From the website above:
"The converter has I2S input as usual. It has separate data input for left and right channel and "latch" input, which overrides the data from the internal shift register into its own transmitter. Input data format I2S (aligned to the left), the first is delayed by 13 bits, so that after moving the 18 most significant bits in a register in the transmitter transcribed output. In order to simultaneously play back left and right channels at the same time, the data for the left channel is delayed by 32 bits (the frame length for each channel). The result is that the data for the left and right channel of the transmitter will arrive at the same time and by using a common "latch" signal will override both the output. Because it does not produce a 32-bit shift register, I had two options.

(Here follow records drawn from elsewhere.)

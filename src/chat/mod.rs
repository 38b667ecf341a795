// Chat front end
// Session state, transcript and the rules for accepting a question

pub mod render;
pub mod terminal;


use chrono::{DateTime, Local};
use tracing::{debug, info};

use crate::embeddings::Embedder;
use crate::generation::Generator;
use crate::query::{Answer, AnswerError, QueryEngine};

pub use render::render_transcript;
pub use terminal::run_chat;

pub const GREETING: &str =
    "Hello! How can I assist you with your RMIT course enrolment or other university matters today?";
pub const EMPTY_INPUT_WARNING: &str = "Please enter a question.";
pub const HEADER_TITLE: &str = "Welcome to the RMIT Course Enrolment Chatbot";
pub const HEADER_SUBTITLE: &str =
    "Your personal guide to course enrolment, career advice, and more at RMIT University.";
pub const INPUT_PLACEHOLDER: &str = "e.g., How do I enrol in COSC1111?";

#[derive(Debug, Clone, Copy, PartialEq, Eq)]
pub enum Role {
    User,
    Assistant,
}

#[derive(Debug, Clone, PartialEq, Eq)]
pub struct TranscriptEntry {
    pub role: Role,
    pub text: String,
    pub timestamp: DateTime<Local>,
}

impl TranscriptEntry {
    #[inline]
    pub fn new(role: Role, text: impl Into<String>) -> Self {
        Self {
            role,
            text: text.into(),
            timestamp: Local::now(),
        }
    }
}

/// Append-only conversation history, oldest first
#[derive(Debug, Clone, Default)]
pub struct Transcript {
    entries: Vec<TranscriptEntry>,
}

impl Transcript {
    #[inline]
    pub fn push(&mut self, entry: TranscriptEntry) {
        self.entries.push(entry);
    }

    #[inline]
    pub fn entries(&self) -> &[TranscriptEntry] {
        &self.entries
    }

    #[inline]
    pub fn len(&self) -> usize {
        self.entries.len()
    }

    #[inline]
    pub fn is_empty(&self) -> bool {
        self.entries.is_empty()
    }
}

#[derive(Debug, Clone, Copy, PartialEq, Eq)]
pub enum SessionState {
    Empty,
    Greeted,
    AwaitingInput,
    Processing,
}

/// What happened to a submitted line
#[derive(Debug)]
pub enum SubmitOutcome {
    /// Nothing to ask; the warning should be shown until the next submit
    Rejected { warning: &'static str },
    /// Same as the previous question; ignored
    Duplicate,
    Answered(Answer),
    Failed(AnswerError),
}

pub struct ChatSession<E: Embedder, G: Generator> {
    engine: QueryEngine<E, G>,
    transcript: Transcript,
    last_question: Option<String>,
    state: SessionState,
}

impl<E: Embedder, G: Generator> ChatSession<E, G> {
    #[inline]
    pub fn new(engine: QueryEngine<E, G>) -> Self {
        Self {
            engine,
            transcript: Transcript::default(),
            last_question: None,
            state: SessionState::Empty,
        }
    }

    /// Seed an empty transcript with the assistant's greeting
    #[inline]
    pub fn greet(&mut self) {
        if self.transcript.is_empty() {
            self.transcript
                .push(TranscriptEntry::new(Role::Assistant, GREETING));
            self.state = SessionState::Greeted;
        }
    }

    /// Handle one line of user input.
    ///
    /// Blank input and a repeat of the immediately preceding question never
    /// reach the query engine and leave the transcript untouched, whether or
    /// not that question was answered.
    #[inline]
    pub async fn submit(&mut self, input: &str) -> SubmitOutcome {
        let question = input.trim();

        if question.is_empty() {
            debug!("Rejected empty input");
            return SubmitOutcome::Rejected {
                warning: EMPTY_INPUT_WARNING,
            };
        }

        if self.last_question.as_deref() == Some(question) {
            debug!("Ignoring repeated question");
            return SubmitOutcome::Duplicate;
        }

        self.transcript
            .push(TranscriptEntry::new(Role::User, question));
        self.last_question = Some(question.to_string());
        self.state = SessionState::Processing;
        info!("Answering question ({} chars)", question.len());

        let outcome = match self.engine.answer(question).await {
            Ok(answer) => {
                self.transcript
                    .push(TranscriptEntry::new(Role::Assistant, answer.text.clone()));
                SubmitOutcome::Answered(answer)
            }
            Err(e) => {
                self.transcript
                    .push(TranscriptEntry::new(Role::Assistant, e.to_string()));
                SubmitOutcome::Failed(e)
            }
        };

        self.state = SessionState::AwaitingInput;
        outcome
    }

    #[inline]
    pub fn transcript(&self) -> &Transcript {
        &self.transcript
    }

    #[inline]
    pub fn state(&self) -> SessionState {
        self.state
    }

    #[inline]
    pub fn engine(&self) -> &QueryEngine<E, G> {
        &self.engine
    }

    #[inline]
    pub fn last_question(&self) -> Option<&str> {
        self.last_question.as_deref()
    }
}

Be it built using Xilinx circuit, with which I have no experience, or assemble it from commercially available 8-bit shift-registers. Variant with 8-bit registers train I wanted to avoid. Unfortunately prototype 64-bit register of CMOS CD4517 series proved to be non-functional due to different levels of decision-making logic. So I finally used the flock 74HCT164 circuits that perform the function of a delay of 13 bits and 32-bit data register for the left channel. The result exceeded expectations and the transmitter is functional for signals 192kHz/24bit, which is the frequency of 12.288MHz."
For simplicity I made this schematic using the six 74HCT164 shift registers. The digital board already has a 5v power supply. As you can see there are five pins on which the I2S daughter board would need to splice in to the AD1865 DAC.